I was shocked. They were still green and blooming. I guess the calendar says summer is over so the volunteer gardeners went to work while they had time. Somebody has to do it.
I think seeing the bare beds reminded me of my own pain this week. It is becoming increasingly clear my husband’s elderly mother is moving into a new season. It’s a bit of a shock. We knew it was coming, but still… She doesn’t recognize – or remember – the ominous signs of declining health that make it unsafe for her to continue to live independently.
She is not happy with her sons and daughters-in-law or grandchildren right now. We don’t want to deprive her of freedom. There are still areas of her life that are green and thriving, but at 91 she has suffered noticeably from the shock of her second son’s death a few weeks ago. We know it is time for her to downsize so we can provide more care for her.

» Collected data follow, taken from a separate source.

//! This module handles conversion from iCal exports into [`NormalizedTask`](crate::task::NormalizedTask)s
//!
//! It is a thin layer over the `ical` crate: the crate does the tokenizing, this module does the validation and normalization

mod parser;
pub use parser::parse;
pub use parser::IcalParseResult;
pub use parser::MAX_ICAL_SIZE;
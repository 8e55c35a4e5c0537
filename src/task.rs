//! Normalized academic tasks, as produced by every parser of this crate

use std::fmt::{Display, Formatter};
use std::str::FromStr;

use serde::{Deserialize, Serialize};

/// The category of a task.
///
/// Sources that do not tell (or that use a category outside of this set) end up as [`TaskType::Event`]
#[derive(Clone, Copy, Debug, PartialEq, Eq, Hash, Serialize, Deserialize)]
#[serde(rename_all = "lowercase")]
pub enum TaskType {
    Assignment,
    Quiz,
    Exam,
    Event,
}

impl TaskType {
    /// Normalize a free-form category (e.g. an iCal `CATEGORIES` value).
    ///
    /// Matching is case-insensitive. Unknown and missing categories are [`TaskType::Event`]
    pub fn from_category(category: Option<&str>) -> Self {
        category
            .and_then(|c| c.trim().parse().ok())
            .unwrap_or(TaskType::Event)
    }

    pub fn as_str(&self) -> &'static str {
        match self {
            TaskType::Assignment => "assignment",
            TaskType::Quiz => "quiz",
            TaskType::Exam => "exam",
            TaskType::Event => "event",
        }
    }
}

impl Default for TaskType {
    fn default() -> Self {
        TaskType::Event
    }
}

impl FromStr for TaskType {
    type Err = String;

    fn from_str(s: &str) -> Result<Self, Self::Err> {
        match s.to_lowercase().as_str() {
            "assignment" => Ok(TaskType::Assignment),
            "quiz" => Ok(TaskType::Quiz),
            "exam" => Ok(TaskType::Exam),
            "event" => Ok(TaskType::Event),
            other => Err(format!("Unknown task type {:?}", other)),
        }
    }
}

impl Display for TaskType {
    fn fmt(&self, f: &mut Formatter<'_>) -> std::fmt::Result {
        write!(f, "{}", self.as_str())
    }
}


/// Where a task comes from
#[derive(Clone, Copy, Debug, PartialEq, Eq, Hash, Serialize, Deserialize)]
pub enum TaskSource {
    /// The calendar export feed
    #[serde(rename = "ical_source")]
    Ical,
    /// The classroom-management API
    #[serde(rename = "classroom_source")]
    Classroom,
}

impl TaskSource {
    pub fn as_str(&self) -> &'static str {
        match self {
            TaskSource::Ical => "ical_source",
            TaskSource::Classroom => "classroom_source",
        }
    }

    /// A human-readable name, used in error messages
    pub fn display_name(&self) -> &'static str {
        match self {
            TaskSource::Ical => "iCal",
            TaskSource::Classroom => "Classroom",
        }
    }
}

impl Display for TaskSource {
    fn fmt(&self, f: &mut Formatter<'_>) -> std::fmt::Result {
        write!(f, "{}", self.as_str())
    }
}


/// The key that identifies a task across the whole aggregated system.
///
/// External IDs are only unique within a source, hence the pair.
#[derive(Clone, Debug, PartialEq, Eq, Hash, Serialize, Deserialize)]
pub struct DedupKey {
    pub source: TaskSource,
    pub external_id: String,
}

impl Display for DedupKey {
    fn fmt(&self, f: &mut Formatter<'_>) -> std::fmt::Result {
        write!(f, "{}:{}", self.source, self.external_id)
    }
}


/// A course, as referenced by tasks. Persistence layers resolve course records from this pair.
#[derive(Clone, Debug, PartialEq, Eq, Hash, Serialize, Deserialize)]
#[serde(rename_all = "camelCase")]
pub struct CourseRef {
    pub external_id: String,
    pub source: TaskSource,
}


/// A task, as parsed from a source, before it is persisted anywhere
#[derive(Clone, Debug, PartialEq, Serialize, Deserialize)]
#[serde(rename_all = "camelCase")]
pub struct NormalizedTask {
    /// Identifier given by the source. Never empty.
    pub external_id: String,
    /// Never empty.
    pub title: String,
    pub description: Option<String>,
    /// ISO-8601-like timestamp (date-only or date-time)
    pub due_date: Option<String>,
    #[serde(rename = "type")]
    pub task_type: TaskType,
    pub source: TaskSource,
    /// Identifier of the course in the source, used to match courses later on
    pub course_external_id: Option<String>,
    /// Deep link to the original item
    pub url: Option<String>,
}

impl NormalizedTask {
    pub fn dedup_key(&self) -> DedupKey {
        DedupKey {
            source: self.source,
            external_id: self.external_id.clone(),
        }
    }

    pub fn course_ref(&self) -> Option<CourseRef> {
        self.course_external_id.as_ref().map(|id| CourseRef {
            external_id: id.clone(),
            source: self.source,
        })
    }
}


#[cfg(test)]
mod test {
    use super::*;

    #[test]
    fn test_category_normalization() {
        assert_eq!(TaskType::from_category(Some("assignment")), TaskType::Assignment);
        assert_eq!(TaskType::from_category(Some("QUIZ")), TaskType::Quiz);
        assert_eq!(TaskType::from_category(Some(" Exam ")), TaskType::Exam);
        assert_eq!(TaskType::from_category(Some("lecture")), TaskType::Event);
        assert_eq!(TaskType::from_category(Some("")), TaskType::Event);
        assert_eq!(TaskType::from_category(None), TaskType::Event);
    }

    #[test]
    fn test_serialized_shape() {
        let task = NormalizedTask {
            external_id: "cw1".to_string(),
            title: "Assignment 1".to_string(),
            description: None,
            due_date: Some("2026-02-25".to_string()),
            task_type: TaskType::Assignment,
            source: TaskSource::Classroom,
            course_external_id: Some("c1".to_string()),
            url: None,
        };

        let value = serde_json::to_value(&task).unwrap();
        assert_eq!(value["externalId"], "cw1");
        assert_eq!(value["type"], "assignment");
        assert_eq!(value["source"], "classroom_source");
        assert_eq!(value["courseExternalId"], "c1");
        assert!(value["url"].is_null());
        assert_eq!(task.dedup_key().to_string(), "classroom_source:cw1");
    }
}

Because she lives in a different city than her surviving sons there is no ideal arrangement that will not involve more loss, especially of possessions that carry so much meaning for her. Frankly, we don’t really know what to do. We need wisdom. It’s a sad season and I hate the role I now find myself in. Pushy is not a characteristic I admire or ever wanted to acquire, but somebody has to do it. Sometimes love is costly.

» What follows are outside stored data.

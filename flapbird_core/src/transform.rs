// Copyright 2026 the Flapbird Authors
// SPDX-License-Identifier: Apache-2.0 OR MIT

//! Column-major 4×4 rigid/affine transform.
//!
//! Covers what pose composition needs: translation, non-uniform scale,
//! rotations about X and Z, composition, and point transformation. The
//! translation, scale, and composition constructors are `const` so that rig
//! tables can be baked at compile time.

use core::ops::Mul;
#[cfg(not(feature = "std"))]
use kurbo::common::FloatFuncs as _;

/// A column-major 4×4 transform stored as `[[f64; 4]; 4]`.
///
/// Each inner array is one *column*, matching the layout GPU APIs expect for
/// model matrices. Composition follows the usual convention: `a * b` applies
/// `b` first, then `a`.
#[derive(Clone, Copy, Debug, PartialEq)]
pub struct Transform3d {
    /// Four columns, each a 4-element array `[x, y, z, w]`.
    pub cols: [[f64; 4]; 4],
}

impl Transform3d {
    /// The 4×4 identity matrix.
    pub const IDENTITY: Self = Self {
        cols: [
            [1.0, 0.0, 0.0, 0.0],
            [0.0, 1.0, 0.0, 0.0],
            [0.0, 0.0, 1.0, 0.0],
            [0.0, 0.0, 0.0, 1.0],
        ],
    };

    /// Returns column `i` (0-based).
    ///
    /// # Panics
    ///
    /// Panics if `i >= 4`.
    #[inline]
    #[must_use]
    pub const fn col(self, i: usize) -> [f64; 4] {
        self.cols[i]
    }

    /// Creates a pure translation transform.
    #[inline]
    #[must_use]
    pub const fn from_translation(x: f64, y: f64, z: f64) -> Self {
        Self {
            cols: [
                [1.0, 0.0, 0.0, 0.0],
                [0.0, 1.0, 0.0, 0.0],
                [0.0, 0.0, 1.0, 0.0],
                [x, y, z, 1.0],
            ],
        }
    }

    /// Creates a non-uniform scale transform.
    #[inline]
    #[must_use]
    pub const fn from_scale(sx: f64, sy: f64, sz: f64) -> Self {
        Self {
            cols: [
                [sx, 0.0, 0.0, 0.0],
                [0.0, sy, 0.0, 0.0],
                [0.0, 0.0, sz, 0.0],
                [0.0, 0.0, 0.0, 1.0],
            ],
        }
    }

    /// Creates a right-handed rotation around the X axis (radians).
    ///
    /// Positive angles tip +Y toward +Z.
    #[inline]
    #[must_use]
    pub fn from_rotation_x(radians: f64) -> Self {
        let (s, c) = sin_cos(radians);
        Self {
            cols: [
                [1.0, 0.0, 0.0, 0.0],
                [0.0, c, s, 0.0],
                [0.0, -s, c, 0.0],
                [0.0, 0.0, 0.0, 1.0],
            ],
        }
    }

    /// Creates a rotation around the Z axis (radians).
    #[inline]
    #[must_use]
    pub fn from_rotation_z(radians: f64) -> Self {
        let (s, c) = sin_cos(radians);
        Self {
            cols: [
                [c, s, 0.0, 0.0],
                [-s, c, 0.0, 0.0],
                [0.0, 0.0, 1.0, 0.0],
                [0.0, 0.0, 0.0, 1.0],
            ],
        }
    }

    /// Composes two transforms: the result applies `rhs` first, then `self`.
    ///
    /// This is the `const` form of `self * rhs`.
    #[must_use]
    pub const fn concat(self, rhs: Self) -> Self {
        let a = &self.cols;
        let b = &rhs.cols;
        let mut out = [[0.0_f64; 4]; 4];
        let mut j = 0;
        while j < 4 {
            let mut i = 0;
            while i < 4 {
                out[j][i] =
                    a[0][i] * b[j][0] + a[1][i] * b[j][1] + a[2][i] * b[j][2] + a[3][i] * b[j][3];
                i += 1;
            }
            j += 1;
        }
        Self { cols: out }
    }

    /// Returns the translation component (column 3, without `w`).
    #[inline]
    #[must_use]
    pub const fn translation(self) -> [f64; 3] {
        let t = self.cols[3];
        [t[0], t[1], t[2]]
    }

    /// Transforms a point (implicit `w = 1`).
    #[must_use]
    pub fn transform_point(self, p: [f64; 3]) -> [f64; 3] {
        let c = &self.cols;
        let mut out = [0.0; 3];
        for (i, v) in out.iter_mut().enumerate() {
            *v = c[0][i] * p[0] + c[1][i] * p[1] + c[2][i] * p[2] + c[3][i];
        }
        out
    }

    /// Flattens to 16 `f32`s in column-major order, ready for a uniform or
    /// instance buffer.
    #[must_use]
    #[expect(
        clippy::cast_possible_truncation,
        reason = "GPU model matrices are single precision"
    )]
    pub fn to_cols_array_f32(self) -> [f32; 16] {
        let mut out = [0.0_f32; 16];
        for (j, col) in self.cols.iter().enumerate() {
            for (i, v) in col.iter().enumerate() {
                out[j * 4 + i] = *v as f32;
            }
        }
        out
    }

    /// Is every element of this transform [finite]?
    ///
    /// [finite]: f64::is_finite
    #[must_use]
    pub fn is_finite(&self) -> bool {
        self.cols.iter().flatten().all(|v| v.is_finite())
    }
}

impl Default for Transform3d {
    #[inline]
    fn default() -> Self {
        Self::IDENTITY
    }
}

impl Mul for Transform3d {
    type Output = Self;

    #[inline]
    fn mul(self, rhs: Self) -> Self {
        self.concat(rhs)
    }
}

#[inline]
fn sin_cos(radians: f64) -> (f64, f64) {
    #[cfg(feature = "std")]
    let sc = radians.sin_cos();
    #[cfg(not(feature = "std"))]
    let sc = (radians.sin(), radians.cos());
    sc
}

#[cfg(test)]
mod tests {
    use super::*;

    const EPS: f64 = 1e-9;

    fn assert_point_eq(a: [f64; 3], b: [f64; 3]) {
        for i in 0..3 {
            assert!((a[i] - b[i]).abs() < EPS, "expected {b:?}, got {a:?}");
        }
    }

    #[test]
    fn default_is_identity() {
        assert_eq!(Transform3d::default(), Transform3d::IDENTITY);
    }

    #[test]
    fn identity_multiply() {
        let t = Transform3d::from_translation(1.0, 2.0, 3.0);
        assert_eq!(Transform3d::IDENTITY * t, t);
        assert_eq!(t * Transform3d::IDENTITY, t);
    }

    #[test]
    fn concat_matches_mul() {
        let t = Transform3d::from_translation(1.0, -2.0, 0.5);
        let s = Transform3d::from_scale(0.2, 0.6, 0.8);
        assert_eq!(t.concat(s), t * s);
    }

    #[test]
    fn translate_then_scale_keeps_offset() {
        // Rig parts are `T * S`: scale about the part's own center, then offset.
        let local = Transform3d::from_translation(1.15, -0.4, -0.4)
            .concat(Transform3d::from_scale(0.2, 0.6, 0.8));
        assert_eq!(local.translation(), [1.15, -0.4, -0.4]);
        assert_point_eq(local.transform_point([1.0, 1.0, 1.0]), [1.35, 0.2, 0.4]);
    }

    #[test]
    fn rotation_x_quarter_turn() {
        let r = Transform3d::from_rotation_x(core::f64::consts::FRAC_PI_2);
        // +Y goes to +Z, +Z goes to -Y.
        assert_point_eq(r.transform_point([0.0, 1.0, 0.0]), [0.0, 0.0, 1.0]);
        assert_point_eq(r.transform_point([0.0, 0.0, 1.0]), [0.0, -1.0, 0.0]);
        assert_point_eq(r.transform_point([1.0, 0.0, 0.0]), [1.0, 0.0, 0.0]);
    }

    #[test]
    fn rotation_z_quarter_turn() {
        let r = Transform3d::from_rotation_z(core::f64::consts::FRAC_PI_2);
        assert_point_eq(r.transform_point([1.0, 0.0, 0.0]), [0.0, 1.0, 0.0]);
    }

    #[test]
    fn translation_after_rotation_is_unrotated() {
        let pose = Transform3d::from_translation(0.0, 2.0, 0.0)
            * Transform3d::from_rotation_x(0.3);
        assert_eq!(pose.translation(), [0.0, 2.0, 0.0]);
    }

    #[test]
    fn f32_flattening_is_column_major() {
        let t = Transform3d::from_translation(5.0, 6.0, 7.0);
        let flat = t.to_cols_array_f32();
        assert_eq!(&flat[12..16], &[5.0, 6.0, 7.0, 1.0]);
        assert_eq!(flat[0], 1.0);
        assert_eq!(flat[1], 0.0);
    }

    #[test]
    fn non_finite_detected() {
        let mut t = Transform3d::IDENTITY;
        assert!(t.is_finite());
        t.cols[2][1] = f64::NAN;
        assert!(!t.is_finite());
        t.cols[2][1] = f64::INFINITY;
        assert!(!t.is_finite());
    }
}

The hardest part for me, after seeing my mother, then my father, and now my mother-in-law lose parts of themselves to failing memory, is to confront my own mortality. I’ve noticed that it is very difficult to change in old age. For those who have survived the trauma of war and famine and death of loved ones in youth, but who never completely escaped the tyranny of fear, old age can be utterly terrifying. Frightened people can hurt the very ones who are trying to help them as they return to child-like vulnerability. This is a time of testing for all of us.

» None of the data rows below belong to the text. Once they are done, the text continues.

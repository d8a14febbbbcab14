// Copyright 2026 the Flapbird Authors
// SPDX-License-Identifier: Apache-2.0 OR MIT

//! Monotonic host time and timebase conversion.
//!
//! [`HostTime`] is a point in time in platform-native monotonic ticks.
//! [`Timebase`] carries the rational ticks → nanoseconds factor
//! (`nanoseconds = ticks * numer / denom`). Conversions use `u128`
//! intermediates to avoid overflow.

use core::fmt;

/// A point in time expressed as platform-native monotonic ticks.
#[derive(Clone, Copy, PartialEq, Eq, PartialOrd, Ord, Hash, Default)]
pub struct HostTime(pub u64);

impl HostTime {
    /// Returns the raw tick value.
    #[inline]
    #[must_use]
    pub const fn ticks(self) -> u64 {
        self.0
    }

    /// Returns the number of ticks between `self` and an earlier time, or zero
    /// if `earlier` is after `self`.
    #[inline]
    #[must_use]
    pub const fn saturating_ticks_since(self, earlier: Self) -> u64 {
        self.0.saturating_sub(earlier.0)
    }

    /// Returns this time advanced by `ticks`, saturating at `u64::MAX`.
    #[inline]
    #[must_use]
    pub const fn saturating_add_ticks(self, ticks: u64) -> Self {
        Self(self.0.saturating_add(ticks))
    }
}

impl fmt::Debug for HostTime {
    fn fmt(&self, f: &mut fmt::Formatter<'_>) -> fmt::Result {
        write!(f, "HostTime({})", self.0)
    }
}

/// Rational conversion factor from ticks to nanoseconds.
#[derive(Clone, Copy, PartialEq, Eq, Hash)]
pub struct Timebase {
    /// Numerator of the ticks-to-nanoseconds ratio.
    pub numer: u32,
    /// Denominator of the ticks-to-nanoseconds ratio.
    pub denom: u32,
}

impl Timebase {
    /// A timebase where ticks are already nanoseconds (1:1).
    pub const NANOS: Self = Self { numer: 1, denom: 1 };

    /// Creates a new timebase with the given numerator and denominator.
    ///
    /// # Panics
    ///
    /// Panics if `denom` or `numer` is zero.
    #[inline]
    #[must_use]
    pub const fn new(numer: u32, denom: u32) -> Self {
        assert!(denom != 0, "timebase denominator must not be zero");
        assert!(numer != 0, "timebase numerator must not be zero");
        Self { numer, denom }
    }

    /// Converts a tick count to nanoseconds.
    #[inline]
    #[must_use]
    #[expect(
        clippy::cast_possible_truncation,
        reason = "u128 intermediate avoids overflow; truncation back to u64 is intentional"
    )]
    pub const fn ticks_to_nanos(self, ticks: u64) -> u64 {
        (ticks as u128 * self.numer as u128 / self.denom as u128) as u64
    }

    /// Converts nanoseconds to a tick count.
    #[inline]
    #[must_use]
    #[expect(
        clippy::cast_possible_truncation,
        reason = "u128 intermediate avoids overflow; truncation back to u64 is intentional"
    )]
    pub const fn nanos_to_ticks(self, nanos: u64) -> u64 {
        (nanos as u128 * self.denom as u128 / self.numer as u128) as u64
    }

    /// Converts a tick count to (fractional) seconds.
    #[inline]
    #[must_use]
    pub fn ticks_to_secs(self, ticks: u64) -> f64 {
        self.ticks_to_nanos(ticks) as f64 * 1e-9
    }
}

impl fmt::Debug for Timebase {
    fn fmt(&self, f: &mut fmt::Formatter<'_>) -> fmt::Result {
        write!(f, "Timebase({}/{})", self.numer, self.denom)
    }
}

#[cfg(test)]
mod tests {
    use super::*;

    #[test]
    fn identity_timebase_is_nanoseconds() {
        let tb = Timebase::NANOS;
        assert_eq!(tb.ticks_to_nanos(1_000_000_000), 1_000_000_000);
        assert_eq!(tb.nanos_to_ticks(42), 42);
        assert!((tb.ticks_to_secs(1_500_000_000) - 1.5).abs() < 1e-12);
    }

    #[test]
    fn mach_style_timebase() {
        // 24 MHz ticks: 125/3 ns per tick.
        let tb = Timebase::new(125, 3);
        assert_eq!(tb.ticks_to_nanos(24_000_000), 1_000_000_000, "24 MHz -> 1s");
        assert_eq!(tb.nanos_to_ticks(1_000_000_000), 24_000_000);
    }

    #[test]
    fn large_values_do_not_overflow() {
        let tb = Timebase::new(125, 3);
        let _nanos = tb.ticks_to_nanos(u64::MAX / 2);
    }

    #[test]
    fn saturating_tick_arithmetic() {
        let t = HostTime(1000);
        assert_eq!(t.saturating_ticks_since(HostTime(400)), 600);
        assert_eq!(t.saturating_ticks_since(HostTime(1500)), 0);
        assert_eq!(HostTime(u64::MAX).saturating_add_ticks(5), HostTime(u64::MAX));
    }

    #[test]
    #[should_panic(expected = "denominator must not be zero")]
    fn zero_denominator_panics() {
        let _ = Timebase::new(1, 0);
    }
}
// Copyright 2026 the Flapbird Authors
// SPDX-License-Identifier: Apache-2.0 OR MIT

//! Recording, pretty-printing, and Chrome trace export for flapbird
//! diagnostics.
//!
//! This crate provides [`TraceSink`](flapbird_core::trace::TraceSink)
//! implementations for development and post-mortem analysis:
//!
//! - [`pretty::PrettyPrintSink`]: human-readable one-line-per-event output.
//! - [`recorder::RecorderSink`]: compact binary recording with
//!   [`recorder::decode`] for playback.
//! - [`chrome::export`]: writes Chrome Trace Event Format JSON from recorded
//!   bytes.
//! - [`Fanout`]: forwards every event to two sinks.

pub mod chrome;
pub mod pretty;
pub mod recorder;

use flapbird_core::trace::{
    ExpandEvent, FlightUpdateEvent, FrameSummary, JumpEvent, PhaseBeginEvent, PhaseEndEvent,
    TraceSink,
};

/// Forwards every event to two sinks, `a` first.
#[derive(Debug)]
pub struct Fanout<A, B> {
    /// First sink.
    pub a: A,
    /// Second sink.
    pub b: B,
}

impl<A: TraceSink, B: TraceSink> TraceSink for Fanout<A, B> {
    fn on_jump(&mut self, e: &JumpEvent) {
        self.a.on_jump(e);
        self.b.on_jump(e);
    }

    fn on_flight_update(&mut self, e: &FlightUpdateEvent) {
        self.a.on_flight_update(e);
        self.b.on_flight_update(e);
    }

    fn on_expand(&mut self, e: &ExpandEvent) {
        self.a.on_expand(e);
        self.b.on_expand(e);
    }

    fn on_phase_begin(&mut self, e: &PhaseBeginEvent) {
        self.a.on_phase_begin(e);
        self.b.on_phase_begin(e);
    }

    fn on_phase_end(&mut self, e: &PhaseEndEvent) {
        self.a.on_phase_end(e);
        self.b.on_phase_end(e);
    }

    fn on_frame_summary(&mut self, s: &FrameSummary) {
        self.a.on_frame_summary(s);
        self.b.on_frame_summary(s);
    }
}

#[cfg(test)]
mod tests {
    use flapbird_core::trace::RigKind;

    use super::*;
    use crate::recorder::{RecorderSink, decode};

    #[test]
    fn fanout_reaches_both_sinks() {
        let mut fan = Fanout {
            a: RecorderSink::new(),
            b: RecorderSink::new(),
        };
        fan.on_expand(&ExpandEvent {
            frame_index: 1,
            rig: RigKind::Bird,
            draw_count: 9,
        });
        assert_eq!(decode(fan.a.as_bytes()).count(), 1);
        assert_eq!(fan.a.as_bytes(), fan.b.as_bytes());
    }
}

My prayer this week is that I will end my days with a healed and whole heart, trusting in the love of my heavenly father who has promised to never leave or forsake me. I pray that he will teach me to number my days, that I may gain a heart of wisdom before my final season in this body. I pray that I may burn with the colours of love right until the end and that I would be willing to change now in order to get there.
It’s a big request.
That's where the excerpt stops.